Following the use of plasma-derived products, the development of recombinant therapies represents the next step in improving the pharmacokinetic and pharmacodynamic profiles of CP. In this regard, conjugation with the crystallizable fragment (Fc effector domain) of Immunoglobulin G1 (IgG1) is one of the most widely used strategies in biologics to increase half-life. This approach leverages cellular recycling mediated by the neonatal Fc receptor (FcRn), which is responsible for the long circulation persistence of IgGs (approximately 3 weeks). The goal is to extend the enzyme's serum half-life, reduce dosing frequency, and improve therapeutic adherence and sustainability while maintaining biological efficacy.
Based on this literature, this thesis project involved the development and characterization of a bio-engineered variant of CP designed to overcome the pharmacokinetic limitations of native CP. Specifically, a recombinant CP fused to the Fc portion of IgG1 (R-CP-Fc) was engineered. The ultimate objective of this project, conducted at Kedrion Biopharma—a leading company in plasma collection and the production of plasma-derived therapies for rare diseases—was the production of the chimeric R-CP-Fc protein and its subsequent in vitro characterization.
To this end, R-CP-Fc was successfully expressed in human HEK293T/17 cells, a system widely used for the transient heterologous expression of proteins. The R-CP-Fc protein was purified via affinity chromatography and characterized through in vitro, biochemical, and functional assays, comparing its properties with those of wild-type recombinant CP (R-CP WT).
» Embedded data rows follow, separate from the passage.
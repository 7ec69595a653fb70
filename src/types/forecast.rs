//! Normalized forecast data as handed from a provider adapter to the core.
//!
//! Providers translate their own response shapes into these types once, at the
//! boundary. Everything past that point works with strict, typed periods.

use chrono::{DateTime, Utc};
use serde::{Deserialize, Serialize};

/// Wind conditions for a forecast period.
#[derive(Debug, Clone, PartialEq, Serialize, Deserialize)]
pub struct Wind {
    /// Sustained wind speed in km/h.
    pub speed_kph: f64,
    /// Gust speed in km/h, if the provider reports one.
    pub gust_kph: Option<f64>,
    /// Compass direction the wind blows from (e.g. "NW"), if known.
    pub direction: Option<String>,
}

/// A single forecast interval, `[valid_from, valid_to)`.
///
/// Immutable once constructed from provider data.
#[derive(Debug, Clone, PartialEq, Serialize, Deserialize)]
pub struct ForecastPeriod {
    pub valid_from: DateTime<Utc>,
    pub valid_to: DateTime<Utc>,
    /// Air temperature in degrees Celsius.
    pub temperature_c: f64,
    /// Probability of precipitation, `0.0..=100.0`.
    pub precipitation_probability_pct: f64,
    pub wind: Wind,
    /// Short human-readable description, e.g. "Chance Rain Showers".
    pub summary: String,
}

impl ForecastPeriod {
    /// Whether `time` falls inside `[valid_from, valid_to)`.
    pub fn contains(&self, time: DateTime<Utc>) -> bool {
        self.valid_from <= time && time < self.valid_to
    }
}

/// A full forecast document for one location, as cached.
#[derive(Debug, Clone, PartialEq, Serialize, Deserialize)]
pub struct ForecastDocument {
    /// Periods ordered by `valid_from`.
    pub periods: Vec<ForecastPeriod>,
}

impl ForecastDocument {
    /// Builds a document, sorting periods by start time.
    pub fn new(mut periods: Vec<ForecastPeriod>) -> Self {
        periods.sort_by_key(|p| p.valid_from);
        Self { periods }
    }

    /// Selects the period covering `target`, or the nearest period that starts
    /// after it when none covers it exactly.
    pub fn period_at(&self, target: DateTime<Utc>) -> Option<&ForecastPeriod> {
        self.periods.iter().find(|p| p.contains(target)).or_else(|| {
            self.periods
                .iter()
                .filter(|p| p.valid_from > target)
                .min_by_key(|p| p.valid_from)
        })
    }
}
Functional characterization showed that R-CP-Fc maintains the physiological ferroxidase activity of CP. In parallel, the interaction between the Fc domain of the fusion protein and the FcRn receptor was evaluated using Homogeneous Time-Resolved Fluorescence (HTRF) technology. This highlighted a stable, high-affinity interaction between R-CP-Fc and human FcRn, supporting the protein's ability to utilize the physiological FcRn-mediated recycling mechanism and suggesting a potential extension of its in vivo half-life.
This approach may represent a rational strategy to enhance the therapeutic profile of CP and supports the potential of the Fc-fused protein as an innovative candidate for ACP treatment, providing a solid in vitro preclinical foundation for further development.
Furthermore, the data obtained in this project open several future perspectives for in vivo applications. One aspect involves designing a more efficient version of the recombinant protein to reduce the risk of an immune response. Further development could involve optimizing the Fc sequence through protein engineering strategies to improve FcRn interaction or promote broader tissue distribution. In this context, Fc variants designed to facilitate crossing the blood-brain barrier could represent an interesting option, especially for clinical cases involving neurodegeneration. Finally, from a manufacturing perspective, adopting high-yield cellular expression systems, such as Expi293F cells, would be a key step for scalability and future advanced preclinical studies.